PROBLEM:
Your answer must be an exact transcription of every record.

DATASET RECORDS:
--- --- ---

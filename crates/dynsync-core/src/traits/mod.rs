//! Core trait definitions
//!
//! These traits define the seams of the dynsync system:
//! - [`DnsProvider`]: vendor-specific record update adapters
//! - [`IpInfoSource`]: external public-IP information sources

pub mod ip_source;
pub mod provider;

pub use ip_source::{IpFamily, IpInfoSource};
pub use provider::{DnsProvider, ProviderFactory};
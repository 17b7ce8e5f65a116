//! HTTP-based public IP information sources
//!
//! Each source wraps one plain-text "what is my IP" endpoint (ipify,
//! icanhazip, ifconfig.me and friends). A source performs exactly one GET
//! per `fetch` call, trims the body and parses it as an address; the
//! resolver in dynsync-core owns fallback across the ordered source list.

use async_trait::async_trait;
use dynsync_core::{Error, IpFamily, IpInfoSource};
use std::net::IpAddr;
use tracing::debug;

/// One plain-text HTTP IP endpoint
pub struct HttpIpInfoSource {
    name: String,
    url: String,
    client: reqwest::Client,
}

impl HttpIpInfoSource {
    /// Wrap an endpoint URL. The shared client carries the pool and the
    /// request timeout; clones of it reuse both.
    pub fn new(url: impl Into<String>, client: reqwest::Client) -> Self {
        let url = url.into();
        Self {
            name: url.clone(),
            url,
            client,
        }
    }
}

#[async_trait]
impl IpInfoSource for HttpIpInfoSource {
    async fn fetch(&self, family: IpFamily) -> Result<IpAddr, Error> {
        let response = self
            .client
            .get(&self.url)
            .send()
            .await
            .map_err(|e| Error::http(format!("GET {}: {}", self.url, e)))?;

        let status = response.status();
        if !status.is_success() {
            return Err(Error::http(format!("GET {}: status {}", self.url, status)));
        }

        let body = response
            .text()
            .await
            .map_err(|e| Error::http(format!("reading {}: {}", self.url, e)))?;

        let ip = parse_ip_body(&body)?;
        debug!(source = %self.url, %ip, %family, "fetched public address");
        Ok(ip)
    }

    fn name(&self) -> &str {
        &self.name
    }
}

/// Parse a plain-text IP response body (single address, surrounding
/// whitespace tolerated). A malformed body is a per-source failure; the
/// resolver decides whether the family as a whole has failed.
fn parse_ip_body(body: &str) -> Result<IpAddr, Error> {
    let trimmed = body.trim();
    trimmed.parse().map_err(|_| {
        Error::http(format!(
            "response is not an IP address: {:?}",
            truncate(trimmed, 64)
        ))
    })
}

fn truncate(s: &str, max: usize) -> &str {
    match s.char_indices().nth(max) {
        Some((idx, _)) => &s[..idx],
        None => s,
    }
}

/// Build sources from an ordered URL list, all sharing one client
pub fn sources_from_config(urls: &[String], client: &reqwest::Client) -> Vec<Box<dyn IpInfoSource>> {
    urls.iter()
        .map(|url| Box::new(HttpIpInfoSource::new(url.clone(), client.clone())) as Box<dyn IpInfoSource>)
        .collect()
}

--- --- ---

RESULT FOR THIS TASK:
filename crates/dynsync-core/src/traits/mod.rs
//! Core trait definitions
//!
//! These traits define the seams of the dynsync system:
//! - [`DnsProvider`]: vendor-specific record update adapters
//! - [`IpInfoSource`]: external public-IP information sources

pub mod ip_source;
pub mod provider;

pub use ip_source::{IpFamily, IpInfoSource};
pub use provider::{DnsProvider, ProviderFactory};
repository 17b7ce8e5f65a116
//! HTTP-based public IP information sources
//!
//! Each source wraps one plain-text "what is my IP" endpoint (ipify,
//! icanhazip, ifconfig.me and friends). A source performs exactly one GET
//! per `fetch` call, trims the body and parses it as an address; the
//! resolver in dynsync-core owns fallback across the ordered source list.

use async_trait::async_trait;
use dynsync_core::{Error, IpFamily, IpInfoSource};
use std::net::IpAddr;
use tracing::debug;

/// One plain-text HTTP IP endpoint
pub struct HttpIpInfoSource {
    name: String,
    url: String,
    client: reqwest::Client,
}

impl HttpIpInfoSource {
    /// Wrap an endpoint URL. The shared client carries the pool and the
    /// request timeout; clones of it reuse both.
    pub fn new(url: impl Into<String>, client: reqwest::Client) -> Self {
        let url = url.into();
        Self {
            name: url.clone(),
            url,
            client,
        }
    }
}

#[async_trait]
impl IpInfoSource for HttpIpInfoSource {
    async fn fetch(&self, family: IpFamily) -> Result<IpAddr, Error> {
        let response = self
            .client
            .get(&self.url)
            .send()
            .await
            .map_err(|e| Error::http(format!("GET {}: {}", self.url, e)))?;

        let status = response.status();
        if !status.is_success() {
            return Err(Error::http(format!("GET {}: status {}", self.url, status)));
        }

        let body = response
            .text()
            .await
            .map_err(|e| Error::http(format!("reading {}: {}", self.url, e)))?;

        let ip = parse_ip_body(&body)?;
        debug!(source = %self.url, %ip, %family, "fetched public address");
        Ok(ip)
    }

    fn name(&self) -> &str {
        &self.name
    }
}

/// Parse a plain-text IP response body (single address, surrounding
/// whitespace tolerated). A malformed body is a per-source failure; the
/// resolver decides whether the family as a whole has failed.
fn parse_ip_body(body: &str) -> Result<IpAddr, Error> {
    let trimmed = body.trim();
    trimmed.parse().map_err(|_| {
        Error::http(format!(
            "response is not an IP address: {:?}",
            truncate(trimmed, 64)
        ))
    })
}

fn truncate(s: &str, max: usize) -> &str {
    match s.char_indices().nth(max) {
        Some((idx, _)) => &s[..idx],
        None => s,
    }
}

/// Build sources from an ordered URL list, all sharing one client
pub fn sources_from_config(urls: &[String], client: &reqwest::Client) -> Vec<Box<dyn IpInfoSource>> {
    urls.iter()
        .map(|url| Box::new(HttpIpInfoSource::new(url.clone(), client.clone())) as Box<dyn IpInfoSource>)
        .collect()
}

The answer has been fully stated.